One fight novice Mitchell Frearson is a breath of fresh air. In a sport that takes hype to intergalactic heights, even very often at the new pro levels, he is refreshingly realistic and candid about his prospects. He isn’t shooting for world, European or even full domestic honours.

Instead he confesses to British Boxers “If I ever won a Southern Area belt I’d be buzzing. Without talking myself up I think I could achieve more, but what I achieve is all down to me. But me being me; I think if I won a Southern Area belt I’d be happy. If I won anything more than that I’d be over the moon.”

“I’m never gonna win a world title. I’m not one of them guys that says ‘I’m gonna win this or that.’ Anything above area level is a bonus. It probably sounds quite modest. But there you go.”

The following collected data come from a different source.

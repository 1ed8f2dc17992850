//! リーズナーファサード - 設定検証・エンジン組み立て・推論サービス

use crate::config::{
    BlockingSignatureCacheType, BlockingStrategyType, Configuration, DirectBlockingType,
    ExistentialStrategyType, SubsumptionCacheStrategyType, TableauMonitorType,
};
use crate::hierarchy::{build_hierarchy, Hierarchy, Position, PositionId};
use crate::oracle::SubsumptionChecker;
use crate::ReasonerError;
use mimizuku_model::{AtomicConcept, DlOntology, Individual};
use mimizuku_tableau::{
    BlockingSignatureCache, BlockingStrategy, DirectBlockingChecker, ExistentialStrategy,
    MonitorFork, Tableau, TableauMonitor, TimingMonitor,
};
use std::collections::{BTreeSet, HashMap, HashSet};
use tracing::{debug, info};

/// The reasoner: validates a configuration against an ontology, wires
/// the tableau engine accordingly, and answers the standard reasoning
/// questions. Classification and realization results are computed once
/// and kept.
pub struct Reasoner {
    config: Configuration,
    ontology: DlOntology,
    checker: SubsumptionChecker,
    hierarchy: Option<Hierarchy>,
    realization: Option<HashMap<PositionId, HashSet<Individual>>>,
}

impl Reasoner {
    pub fn new(ontology: DlOntology, config: Configuration) -> Result<Self, ReasonerError> {
        Self::with_monitor(ontology, config, None)
    }

    /// Like `new`, with an externally supplied tableau monitor. When the
    /// configuration also names a monitor, events go to both.
    pub fn with_monitor(
        ontology: DlOntology,
        config: Configuration,
        external_monitor: Option<Box<dyn TableauMonitor>>,
    ) -> Result<Self, ReasonerError> {
        let reuse = matches!(
            config.existential_strategy_type,
            ExistentialStrategyType::El | ExistentialStrategyType::IndividualReuse
        );
        if reuse && ontology.has_nominals {
            return Err(ReasonerError::IncompatibleConfiguration(
                "individual reuse strategies cannot be used with nominals".to_owned(),
            ));
        }
        if reuse
            && ontology.has_at_most_restrictions
            && ontology.has_inverse_roles
            && !ontology.can_use_ni_rule
        {
            return Err(ReasonerError::IncompatibleConfiguration(
                "individual reuse strategies cannot be used with both at-most restrictions and inverse roles"
                    .to_owned(),
            ));
        }
        if config.check_clauses {
            let bad = ontology.non_admissible_dl_clauses();
            if !bad.is_empty() {
                let listing = bad
                    .iter()
                    .map(|clause| clause.to_string())
                    .collect::<Vec<_>>()
                    .join("\n");
                return Err(ReasonerError::NonAdmissibleClauses(listing));
            }
        }

        let monitor = Self::assemble_monitor(&config, external_monitor);
        let checker_kind = Self::select_blocking_checker(&config, &ontology);
        let cache = match config.blocking_signature_cache_type {
            // caching signatures is unsound in the presence of nominals
            BlockingSignatureCacheType::Cached if !ontology.has_nominals => {
                Some(BlockingSignatureCache::new(checker_kind))
            }
            _ => None,
        };
        let blocking = match config.blocking_strategy_type {
            BlockingStrategyType::Anywhere => BlockingStrategy::Anywhere {
                checker: checker_kind,
                cache,
            },
            BlockingStrategyType::Ancestor => BlockingStrategy::Ancestor {
                checker: checker_kind,
                cache,
            },
        };
        let strategy = match config.existential_strategy_type {
            ExistentialStrategyType::CreationOrder => ExistentialStrategy::CreationOrder,
            ExistentialStrategyType::DepthFirst => ExistentialStrategy::DepthFirst,
            ExistentialStrategyType::El => ExistentialStrategy::individual_reuse(
                true,
                config.reuse_always.clone(),
                config.reuse_never.clone(),
            ),
            ExistentialStrategyType::IndividualReuse => ExistentialStrategy::individual_reuse(
                false,
                config.reuse_always.clone(),
                config.reuse_never.clone(),
            ),
        };

        info!(
            concepts = ontology.atomic_concepts.len(),
            roles = ontology.atomic_roles.len(),
            individuals = ontology.individuals.len(),
            clauses = ontology.dl_clauses.len(),
            "loading knowledge base"
        );
        let tableau = Tableau::new(&ontology, blocking, strategy, monitor);
        let checker = SubsumptionChecker::new(tableau, ontology.atomic_concepts.clone());
        let mut reasoner = Reasoner {
            config,
            ontology,
            checker,
            hierarchy: None,
            realization: None,
        };
        let classify_now = reasoner.config.subsumption_cache_strategy_type
            == SubsumptionCacheStrategyType::Immediate
            || reasoner.config.prepare_for_expressive_queries;
        if classify_now {
            reasoner.classify()?;
        }
        Ok(reasoner)
    }

    fn assemble_monitor(
        config: &Configuration,
        external: Option<Box<dyn TableauMonitor>>,
    ) -> Option<Box<dyn TableauMonitor>> {
        let configured: Option<Box<dyn TableauMonitor>> = match config.tableau_monitor_type {
            TableauMonitorType::None => None,
            TableauMonitorType::Timing => Some(Box::new(TimingMonitor::new())),
        };
        match (configured, external) {
            (Some(a), Some(b)) => Some(Box::new(MonitorFork::new(a, b))),
            (Some(a), None) => Some(a),
            (None, b) => b,
        }
    }

    /// `Optimal` picks the cheapest checker that is sound for the
    /// ontology's features.
    fn select_blocking_checker(
        config: &Configuration,
        ontology: &DlOntology,
    ) -> DirectBlockingChecker {
        match config.direct_blocking_type {
            DirectBlockingType::Single => DirectBlockingChecker::Single,
            DirectBlockingType::PairWise => DirectBlockingChecker::Pairwise,
            DirectBlockingType::PairWiseReflexive => DirectBlockingChecker::PairwiseReflexive,
            DirectBlockingType::Optimal => {
                if config.prepare_for_expressive_queries {
                    DirectBlockingChecker::PairwiseReflexive
                } else if ontology.has_at_most_restrictions && ontology.has_inverse_roles {
                    if ontology.has_reflexivity {
                        DirectBlockingChecker::PairwiseReflexive
                    } else {
                        DirectBlockingChecker::Pairwise
                    }
                } else {
                    DirectBlockingChecker::Single
                }
            }
        }
    }

    pub fn configuration(&self) -> &Configuration {
        &self.config
    }

    pub fn ontology(&self) -> &DlOntology {
        &self.ontology
    }

    /// Whether the concept name occurs in the loaded knowledge base
    /// (⊤ and ⊥ always count as defined).
    pub fn is_class_name_defined(&self, concept: &AtomicConcept) -> bool {
        *concept == AtomicConcept::thing()
            || *concept == AtomicConcept::nothing()
            || self.ontology.contains_atomic_concept(concept)
    }

    pub fn is_consistent(&mut self) -> bool {
        self.checker.is_abox_satisfiable()
    }

    /// Concept satisfiability. Names absent from the signature are
    /// unconstrained and therefore satisfiable whenever the knowledge
    /// base is consistent.
    pub fn is_class_satisfiable(&mut self, concept: AtomicConcept) -> bool {
        self.ensure_cache_policy();
        if let Some(hierarchy) = &self.hierarchy {
            if hierarchy.top().id() == hierarchy.bottom().id() {
                // inconsistent knowledge base, nothing is satisfiable
                return false;
            }
            if let Some(position) = hierarchy.position(&concept) {
                return !position.is_bottom();
            }
        }
        self.checker.is_satisfiable(concept)
    }

    /// Entailed subsumption between two named concepts. Answered from
    /// the hierarchy when one is available, from the oracle otherwise.
    pub fn is_subsumed_by(&mut self, sub: AtomicConcept, sup: AtomicConcept) -> bool {
        self.ensure_cache_policy();
        if let Some(hierarchy) = &self.hierarchy {
            if let (Some(sub_position), Some(sup_position)) =
                (hierarchy.position(&sub), hierarchy.position(&sup))
            {
                return sub_position
                    .ancestors()
                    .iter()
                    .any(|ancestor| ancestor.id() == sup_position.id());
            }
        }
        self.checker.is_subsumed_by(sub, sup)
    }

    /// Classifies the signature concepts, building the concept hierarchy
    /// if it has not been built yet.
    pub fn classify(&mut self) -> Result<&Hierarchy, ReasonerError> {
        if self.hierarchy.is_none() {
            let concepts: BTreeSet<AtomicConcept> =
                self.ontology.atomic_concepts.iter().copied().collect();
            debug!(concepts = concepts.len(), "classification started");
            let hierarchy = build_hierarchy(&mut self.checker, &concepts)?;
            self.hierarchy = Some(hierarchy);
        }
        self.hierarchy
            .as_ref()
            .ok_or_else(|| ReasonerError::HierarchyConstruction("hierarchy missing".to_owned()))
    }

    /// Forces the subsumption cache to be fully seeded, regardless of
    /// the configured cache strategy.
    pub fn seed_subsumption_cache(&mut self) -> Result<(), ReasonerError> {
        self.classify().map(|_| ())
    }

    pub fn is_subsumption_cache_seeded(&self) -> bool {
        self.hierarchy.is_some()
    }

    /// The hierarchy position of a named concept, classifying first when
    /// needed. Unknown names have no position.
    pub fn position(&mut self, concept: &AtomicConcept) -> Result<Option<Position<'_>>, ReasonerError> {
        self.classify()?;
        Ok(self.hierarchy.as_ref().and_then(|h| h.position(concept)))
    }

    pub fn hierarchy(&mut self) -> Result<&Hierarchy, ReasonerError> {
        self.classify()
    }

    /// Sorted taxonomy dump, concept IRI to sorted ancestor IRIs.
    pub fn sorted_ancestor_lists(
        &mut self,
    ) -> Result<std::collections::BTreeMap<String, BTreeSet<String>>, ReasonerError> {
        Ok(self.classify()?.sorted_ancestor_lists())
    }

    /// All named individuals entailed to be instances of the concept.
    pub fn instances_of(
        &mut self,
        concept: &AtomicConcept,
    ) -> Result<HashSet<Individual>, ReasonerError> {
        self.ensure_realized()?;
        let Some(hierarchy) = self.hierarchy.as_ref() else {
            return Ok(HashSet::new());
        };
        let Some(position) = hierarchy.position(concept) else {
            return Ok(HashSet::new());
        };
        let descendant_ids: Vec<PositionId> =
            position.descendants().iter().map(|p| p.id()).collect();
        let realization = self.realization.as_ref();
        let mut result = HashSet::new();
        if let Some(realization) = realization {
            for id in descendant_ids {
                if let Some(members) = realization.get(&id) {
                    result.extend(members.iter().copied());
                }
            }
        }
        Ok(result)
    }

    /// Named individuals whose most specific entailed concepts include
    /// this one.
    pub fn direct_instances_of(
        &mut self,
        concept: &AtomicConcept,
    ) -> Result<HashSet<Individual>, ReasonerError> {
        self.ensure_realized()?;
        let Some(hierarchy) = self.hierarchy.as_ref() else {
            return Ok(HashSet::new());
        };
        let Some(position) = hierarchy.position(concept) else {
            return Ok(HashSet::new());
        };
        let id = position.id();
        Ok(self
            .realization
            .as_ref()
            .and_then(|r| r.get(&id))
            .cloned()
            .unwrap_or_default())
    }

    /// Computes, once, the most specific hierarchy positions of every
    /// named individual. Membership is downward-closed along the
    /// hierarchy, so an individual is a direct member of the deepest
    /// positions it belongs to.
    fn ensure_realized(&mut self) -> Result<(), ReasonerError> {
        if self.realization.is_some() {
            return Ok(());
        }
        self.classify()?;
        let Some(hierarchy) = self.hierarchy.as_ref() else {
            return Ok(());
        };
        let individuals: Vec<Individual> = self
            .ontology
            .individuals
            .iter()
            .filter(|i| i.is_named())
            .copied()
            .collect();
        let consistent = self.checker.is_abox_satisfiable();
        let mut realization: HashMap<PositionId, HashSet<Individual>> = HashMap::new();
        if !consistent {
            // every membership is entailed; park everyone at the single
            // collapsed position
            let bottom = hierarchy.bottom().id();
            realization.insert(bottom, individuals.into_iter().collect());
            self.realization = Some(realization);
            return Ok(());
        }
        // membership per position, memoized per individual
        for individual in individuals {
            let mut member_of: HashMap<PositionId, bool> = HashMap::new();
            let mut stack = vec![hierarchy.top().id()];
            member_of.insert(hierarchy.top().id(), true);
            let mut deepest: Vec<PositionId> = Vec::new();
            while let Some(current) = stack.pop() {
                let position = hierarchy.position_by_id(current);
                let mut deeper = false;
                for child in position.children() {
                    let id = child.id();
                    let member = match member_of.get(&id) {
                        Some(&m) => m,
                        None => {
                            let representative = child
                                .equivalents()
                                .iter()
                                .next()
                                .copied()
                                .unwrap_or_else(AtomicConcept::thing);
                            // no one is a ⊥ instance in a consistent base
                            let m = !child.is_bottom()
                                && self.checker.is_instance_of(&individual, representative);
                            member_of.insert(id, m);
                            if m {
                                stack.push(id);
                            }
                            m
                        }
                    };
                    deeper = deeper || member;
                }
                if !deeper {
                    deepest.push(current);
                }
            }
            for id in deepest {
                realization.entry(id).or_default().insert(individual);
            }
        }
        debug!("realization finished");
        self.realization = Some(realization);
        Ok(())
    }

    /// Applies the configured cache strategy: just-in-time classifies on
    /// the first query that can use the hierarchy; on-request leaves the
    /// oracle to answer until classification is explicitly demanded.
    fn ensure_cache_policy(&mut self) {
        if self.config.subsumption_cache_strategy_type == SubsumptionCacheStrategyType::JustInTime
            && self.hierarchy.is_none()
        {
            // a failure here will surface again on the explicit path
            let _ = self.classify();
        }
    }
}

It is this straightforward persona and matey directness that makes the Dagenham based fighter an appealing individual. Frearson is committed to the sport of boxing but not entirely consumed within its sometimes insular bubble. He describes boxing as being “at the top of my list. That and work. Well and money, obviously. If I can nick a few quid doing this then that’ll be great. But, don’t doubt that I am serious about it. People pay a lot of money to watch me and I don’t take that for granted.”

Frearson is engagingly proud of his work as a foreman chasing around bricklayers on building sites and the “decent money” he gets for his efforts. It was this stability and contentment that proved the decisive factor in him turning professional.

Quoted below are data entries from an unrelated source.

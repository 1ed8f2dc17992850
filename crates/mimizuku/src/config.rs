//! リーズナー設定 - ブロッキング・展開戦略・キャッシュ方針

use mimizuku_model::AtomicConcept;
use serde::{Deserialize, Serialize};
use std::collections::HashSet;
use std::fs;
use std::io;
use std::path::Path;

/// Which tableau monitor the reasoner installs on its own.
#[derive(Debug, Clone, Copy, PartialEq, Eq, Serialize, Deserialize)]
pub enum TableauMonitorType {
    None,
    /// Log per-check timing and search counters through `tracing`.
    Timing,
}

/// Which direct blocking checker to use. `Optimal` defers the choice to
/// the ontology's features: single blocking unless inverse roles occur,
/// pairwise blocking otherwise, the reflexive variant when reflexivity
/// is present.
#[derive(Debug, Clone, Copy, PartialEq, Eq, Serialize, Deserialize)]
pub enum DirectBlockingType {
    Single,
    PairWise,
    PairWiseReflexive,
    Optimal,
}

/// Where blocker candidates are searched for.
#[derive(Debug, Clone, Copy, PartialEq, Eq, Serialize, Deserialize)]
pub enum BlockingStrategyType {
    Anywhere,
    Ancestor,
}

/// Whether signatures of completed graphs are cached for later blocking.
/// The cache is never built when the ontology has nominals, regardless
/// of this setting.
#[derive(Debug, Clone, Copy, PartialEq, Eq, Serialize, Deserialize)]
pub enum BlockingSignatureCacheType {
    Cached,
    NotCached,
}

/// How pending existential restrictions are expanded.
#[derive(Debug, Clone, Copy, PartialEq, Eq, Serialize, Deserialize)]
pub enum ExistentialStrategyType {
    CreationOrder,
    DepthFirst,
    El,
    IndividualReuse,
}

/// When the subsumption oracle is seeded with a full classification.
#[derive(Debug, Clone, Copy, PartialEq, Eq, Serialize, Deserialize)]
pub enum SubsumptionCacheStrategyType {
    /// Classify while loading the ontology.
    Immediate,
    /// Classify on the first query that can profit from the hierarchy.
    JustInTime,
    /// Classify only when classification is explicitly requested.
    OnRequest,
}

/// Reasoner settings. Plain data: building a `Configuration` performs no
/// validation, the checks happen when a reasoner is constructed from it.
#[derive(Debug, Clone, Serialize, Deserialize)]
pub struct Configuration {
    pub tableau_monitor_type: TableauMonitorType,
    pub direct_blocking_type: DirectBlockingType,
    pub blocking_strategy_type: BlockingStrategyType,
    pub blocking_signature_cache_type: BlockingSignatureCacheType,
    pub existential_strategy_type: ExistentialStrategyType,
    pub subsumption_cache_strategy_type: SubsumptionCacheStrategyType,
    /// Reject ontologies containing non-admissible DL-clauses.
    pub check_clauses: bool,
    /// Extend the knowledge base so that arbitrary concept-expression
    /// queries stay cheap.
    pub prepare_for_expressive_queries: bool,
    /// Concepts whose existential fillers are always satisfied by a
    /// shared reused individual (individual-reuse strategies only).
    pub reuse_always: HashSet<AtomicConcept>,
    /// Concepts never satisfied by reuse.
    pub reuse_never: HashSet<AtomicConcept>,
}

impl Default for Configuration {
    fn default() -> Self {
        Configuration {
            tableau_monitor_type: TableauMonitorType::None,
            direct_blocking_type: DirectBlockingType::Optimal,
            blocking_strategy_type: BlockingStrategyType::Anywhere,
            blocking_signature_cache_type: BlockingSignatureCacheType::Cached,
            existential_strategy_type: ExistentialStrategyType::CreationOrder,
            subsumption_cache_strategy_type: SubsumptionCacheStrategyType::Immediate,
            check_clauses: true,
            prepare_for_expressive_queries: false,
            reuse_always: HashSet::new(),
            reuse_never: HashSet::new(),
        }
    }
}

impl Configuration {
    /// Loads the always-reuse concept set from a newline-delimited file
    /// of concept IRIs. Blank lines are skipped.
    pub fn load_reuse_always(&mut self, path: &Path) -> io::Result<()> {
        self.reuse_always = Self::load_concepts(path)?;
        Ok(())
    }

    /// Loads the never-reuse concept set, same format.
    pub fn load_reuse_never(&mut self, path: &Path) -> io::Result<()> {
        self.reuse_never = Self::load_concepts(path)?;
        Ok(())
    }

    fn load_concepts(path: &Path) -> io::Result<HashSet<AtomicConcept>> {
        let text = fs::read_to_string(path)?;
        Ok(text
            .lines()
            .map(str::trim)
            .filter(|line| !line.is_empty())
            .map(AtomicConcept::create)
            .collect())
    }
}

“I just thought I’m happy with my life, in my job and that. I have got to a point in my job where I have worked my way up a bit and it’s not as hard on my body now. It’s more stressful and mentally challenging instead.”

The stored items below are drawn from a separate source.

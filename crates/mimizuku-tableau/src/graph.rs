//! 完備化グラフ - ノードアリーナ・ラベル・辺・マージ・取り消しログ

use mimizuku_model::{AtomicConcept, Concept, Individual, Role};
use std::collections::{HashMap, HashSet};

/// Index into the node arena. Ids are assigned in creation order, so
/// comparing ids compares node ages.
#[derive(Debug, Clone, Copy, PartialEq, Eq, Hash, PartialOrd, Ord)]
pub struct NodeId(u32);

impl NodeId {
    pub fn index(self) -> usize {
        self.0 as usize
    }
}

/// Blocking state of a node, recomputed before each round of existential
/// expansion. Statuses are never trailed: they are derived data and any
/// rewind is followed by a fresh recomputation.
#[derive(Debug, Clone, Copy, PartialEq, Eq, Default)]
pub enum BlockingStatus {
    #[default]
    Unblocked,
    /// Blocked by a specific node, or by a cached signature from an
    /// earlier completed graph (no witness node in this graph).
    DirectlyBlocked(Option<NodeId>),
    /// Some ancestor is directly blocked.
    IndirectlyBlocked,
}

impl BlockingStatus {
    pub fn is_blocked(self) -> bool {
        !matches!(self, BlockingStatus::Unblocked)
    }
}

#[derive(Debug)]
pub struct Node {
    individual: Option<Individual>,
    parent: Option<NodeId>,
    labels: HashSet<Concept>,
    /// Role-labelled links to neighbour nodes, keyed by the neighbour.
    /// An edge u -r-> v is recorded as r in u's entry for v and as the
    /// inverse of r in v's entry for u, so each node sees every incident
    /// edge in its own outgoing direction.
    neighbours: HashMap<NodeId, HashSet<Role>>,
    merged_into: Option<NodeId>,
    blocking: BlockingStatus,
}

impl Node {
    pub fn individual(&self) -> Option<&Individual> {
        self.individual.as_ref()
    }

    pub fn parent(&self) -> Option<NodeId> {
        self.parent
    }

    pub fn labels(&self) -> &HashSet<Concept> {
        &self.labels
    }

    pub fn is_merged(&self) -> bool {
        self.merged_into.is_some()
    }

    pub fn blocking(&self) -> BlockingStatus {
        self.blocking
    }

    /// Tree nodes are the anonymous children introduced by existential
    /// expansion; only they are ever blocked.
    pub fn is_tree_node(&self) -> bool {
        self.parent.is_some() && self.individual.is_none()
    }
}

/// One reversible mutation. Entries are appended in application order
/// and undone in reverse, so an entry may reference nodes created by
/// earlier entries only.
#[derive(Debug, Clone)]
enum TrailEntry {
    NodeCreated(NodeId),
    LabelAdded(NodeId, Concept),
    EdgeAdded(NodeId, Role, NodeId),
    Merged(NodeId),
    InequalityAdded(NodeId, NodeId),
}

/// The tableau's working structure: an arena of nodes with concept
/// labels, role-labelled edges, an inequality relation, and a trail of
/// undoable mutations. A checkpoint is just a trail length; rewinding
/// truncates the trail and reverses everything after the mark.
#[derive(Debug, Default)]
pub struct CompletionGraph {
    nodes: Vec<Node>,
    node_by_individual: HashMap<Individual, NodeId>,
    inequalities: HashSet<(NodeId, NodeId)>,
    trail: Vec<TrailEntry>,
    clash: bool,
}

impl CompletionGraph {
    pub fn new() -> Self {
        CompletionGraph::default()
    }

    pub fn len(&self) -> usize {
        self.nodes.len()
    }

    pub fn is_empty(&self) -> bool {
        self.nodes.is_empty()
    }

    pub fn node(&self, id: NodeId) -> &Node {
        &self.nodes[id.index()]
    }

    /// Follows merge links to the surviving representative.
    pub fn canonical(&self, id: NodeId) -> NodeId {
        let mut current = id;
        while let Some(next) = self.nodes[current.index()].merged_into {
            current = next;
        }
        current
    }

    /// Live canonical node ids in creation order.
    pub fn live_nodes(&self) -> Vec<NodeId> {
        (0..self.nodes.len() as u32)
            .map(NodeId)
            .filter(|id| !self.nodes[id.index()].is_merged())
            .collect()
    }

    pub fn is_clashed(&self) -> bool {
        self.clash
    }

    pub fn set_clash(&mut self) {
        self.clash = true;
    }

    pub fn checkpoint(&self) -> usize {
        self.trail.len()
    }

    pub fn create_node(&mut self, individual: Option<Individual>, parent: Option<NodeId>) -> NodeId {
        let id = NodeId(self.nodes.len() as u32);
        self.nodes.push(Node {
            individual,
            parent,
            labels: HashSet::new(),
            neighbours: HashMap::new(),
            merged_into: None,
            blocking: BlockingStatus::Unblocked,
        });
        if let Some(ind) = individual {
            self.node_by_individual.insert(ind, id);
        }
        self.trail.push(TrailEntry::NodeCreated(id));
        id
    }

    /// The canonical node representing `individual`, if one exists.
    pub fn node_for(&self, individual: &Individual) -> Option<NodeId> {
        self.node_by_individual
            .get(individual)
            .map(|&id| self.canonical(id))
    }

    /// Adds `concept` to the node's label, detecting literal-level
    /// clashes. Returns true when the label actually changed.
    pub fn add_label(&mut self, id: NodeId, concept: Concept) -> bool {
        let id = self.canonical(id);
        if self.nodes[id.index()].labels.contains(&concept) {
            return false;
        }
        self.check_label_clash(id, &concept);
        self.nodes[id.index()].labels.insert(concept.clone());
        self.trail.push(TrailEntry::LabelAdded(id, concept));
        true
    }

    pub fn has_label(&self, id: NodeId, concept: &Concept) -> bool {
        self.nodes[self.canonical(id).index()].labels.contains(concept)
    }

    fn check_label_clash(&mut self, id: NodeId, concept: &Concept) {
        let clash = match concept {
            Concept::Nothing => true,
            Concept::Atomic(a) => {
                *a == AtomicConcept::nothing()
                    || self.nodes[id.index()].labels.contains(&Concept::Complement(*a))
            }
            Concept::Complement(a) => {
                *a == AtomicConcept::thing()
                    || self.nodes[id.index()].labels.contains(&Concept::Atomic(*a))
            }
            Concept::InRange(r) => self.nodes[id.index()].labels.contains(&Concept::NotInRange(*r)),
            Concept::NotInRange(r) => self.nodes[id.index()].labels.contains(&Concept::InRange(*r)),
            _ => false,
        };
        if clash {
            self.clash = true;
        }
    }

    /// Adds a role edge between two nodes, recording the inverse
    /// direction on the target. Returns true when the edge is new.
    pub fn add_edge(&mut self, from: NodeId, role: Role, to: NodeId) -> bool {
        let from = self.canonical(from);
        let to = self.canonical(to);
        if self.has_edge(from, &role, to) {
            return false;
        }
        self.nodes[from.index()]
            .neighbours
            .entry(to)
            .or_default()
            .insert(role);
        self.nodes[to.index()]
            .neighbours
            .entry(from)
            .or_default()
            .insert(role.inverse());
        self.trail.push(TrailEntry::EdgeAdded(from, role, to));
        true
    }

    pub fn has_edge(&self, from: NodeId, role: &Role, to: NodeId) -> bool {
        let from = self.canonical(from);
        let to = self.canonical(to);
        self.nodes[from.index()].neighbours.iter().any(|(&nbr, roles)| {
            self.canonical(nbr) == to && roles.contains(role)
        })
    }

    /// Canonical neighbours reachable from `from` over `role`, deduplicated.
    pub fn neighbours(&self, from: NodeId, role: &Role) -> Vec<NodeId> {
        let from = self.canonical(from);
        let mut seen = HashSet::new();
        let mut result = Vec::new();
        for (&nbr, roles) in &self.nodes[from.index()].neighbours {
            if roles.contains(role) {
                let target = self.canonical(nbr);
                if seen.insert(target) {
                    result.push(target);
                }
            }
        }
        result.sort();
        result
    }

    /// Roles labelling the edge from `from` to `to`.
    pub fn edge_roles(&self, from: NodeId, to: NodeId) -> HashSet<Role> {
        let from = self.canonical(from);
        let to = self.canonical(to);
        let mut roles = HashSet::new();
        for (&nbr, edge_roles) in &self.nodes[from.index()].neighbours {
            if self.canonical(nbr) == to {
                roles.extend(edge_roles.iter().copied());
            }
        }
        roles
    }

    /// Asserts that two nodes denote distinct elements. A clash arises
    /// when they are already the same node.
    pub fn assert_distinct(&mut self, a: NodeId, b: NodeId) -> bool {
        let a = self.canonical(a);
        let b = self.canonical(b);
        if a == b {
            self.clash = true;
            return false;
        }
        let pair = if a < b { (a, b) } else { (b, a) };
        if !self.inequalities.insert(pair) {
            return false;
        }
        self.trail.push(TrailEntry::InequalityAdded(pair.0, pair.1));
        true
    }

    pub fn are_distinct(&self, a: NodeId, b: NodeId) -> bool {
        let a = self.canonical(a);
        let b = self.canonical(b);
        self.inequalities.iter().any(|&(p, q)| {
            let p = self.canonical(p);
            let q = self.canonical(q);
            (p == a && q == b) || (p == b && q == a)
        })
    }

    /// Merges `from` into `into`: unions labels and edges onto `into`
    /// and redirects `from` through a merge link. Merging two nodes
    /// asserted distinct raises a clash. Returns true when a merge
    /// actually happened.
    pub fn merge(&mut self, from: NodeId, into: NodeId) -> bool {
        let from = self.canonical(from);
        let into = self.canonical(into);
        if from == into {
            return false;
        }
        if self.are_distinct(from, into) {
            self.clash = true;
            return false;
        }
        let labels: Vec<Concept> = self.nodes[from.index()].labels.iter().cloned().collect();
        let edges: Vec<(NodeId, Role)> = self.nodes[from.index()]
            .neighbours
            .iter()
            .flat_map(|(&nbr, roles)| roles.iter().map(move |&r| (nbr, r)))
            .collect();
        self.nodes[from.index()].merged_into = Some(into);
        self.trail.push(TrailEntry::Merged(from));
        for label in labels {
            self.add_label(into, label);
        }
        for (nbr, role) in edges {
            // canonical(nbr) maps self-loops on `from` onto `into`
            self.add_edge(into, role, nbr);
        }
        // A pre-existing inequality may now relate two merged nodes.
        let violated = self.inequalities.iter().any(|&(p, q)| self.canonical(p) == self.canonical(q));
        if violated {
            self.clash = true;
        }
        true
    }

    pub fn set_blocking(&mut self, id: NodeId, status: BlockingStatus) {
        self.nodes[id.index()].blocking = status;
    }

    /// Rewinds to a checkpoint, reversing every mutation after it and
    /// clearing the clash flag.
    pub fn rewind(&mut self, mark: usize) {
        while self.trail.len() > mark {
            match self.trail.pop() {
                Some(TrailEntry::NodeCreated(id)) => {
                    let node = self.nodes.pop();
                    debug_assert_eq!(id.index(), self.nodes.len());
                    if let Some(node) = node {
                        if let Some(ind) = node.individual {
                            self.node_by_individual.remove(&ind);
                        }
                    }
                }
                Some(TrailEntry::LabelAdded(id, concept)) => {
                    self.nodes[id.index()].labels.remove(&concept);
                }
                Some(TrailEntry::EdgeAdded(from, role, to)) => {
                    Self::remove_edge_half(&mut self.nodes[from.index()], to, role);
                    Self::remove_edge_half(&mut self.nodes[to.index()], from, role.inverse());
                }
                Some(TrailEntry::Merged(id)) => {
                    self.nodes[id.index()].merged_into = None;
                }
                Some(TrailEntry::InequalityAdded(a, b)) => {
                    self.inequalities.remove(&(a, b));
                }
                None => break,
            }
        }
        self.clash = false;
    }

    fn remove_edge_half(node: &mut Node, neighbour: NodeId, role: Role) {
        if let Some(roles) = node.neighbours.get_mut(&neighbour) {
            roles.remove(&role);
            if roles.is_empty() {
                node.neighbours.remove(&neighbour);
            }
        }
    }
}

“One afternoon I was literally just bending down to pick up a concrete slab on site and I thought why not give boxing a go properly and it has just gone from there. I see people doing well in the pro game that I think I’m on a par with and could get near. Why not give it a crack.”

He is hopeful that his style will prove more compatible to the demands of the professional game. Something he readily admits to “sounding like a cliché.” Frearson sums up his amateur career in his now familiar self-deprecating way “I had 28 bouts and won about 17 or 18 of them. I was fairly average but I boxed some good boys. I was never going to be ABA champion or anything!”

True to his word, Frearson debuted with an impressive points victory over journeyman Casey Blair at the Brentwood Centre back in April. An entrance to the pro ranks that he was very satisfied with and won him some decent plaudits.

“I couldn’t have asked for a better debut. Yeah, it was a good performance but I still have plenty to work on and to put into practice what we have been working on in training.”

Training is another key area where the middleweight works to his own unorthodox and slightly chaotic strategy. He provides the following insight.

“It’s difficult managing the time. I know that most boxers have a plan for their training but I just fit it in where I can. It’s just organised chaos really. If there’s an opportunity to train, then I will no matter what. Although, it’s disciplined it isn’t really structured.”

“I just cram in what I can. At the moment its working although I am constantly walking around like death warmed up. But, I wouldn’t have it any other way.”

He speaks appreciatively of the work, support and guidance that his trainer Jamie Williams and strength coach Paul Kavanagh provide.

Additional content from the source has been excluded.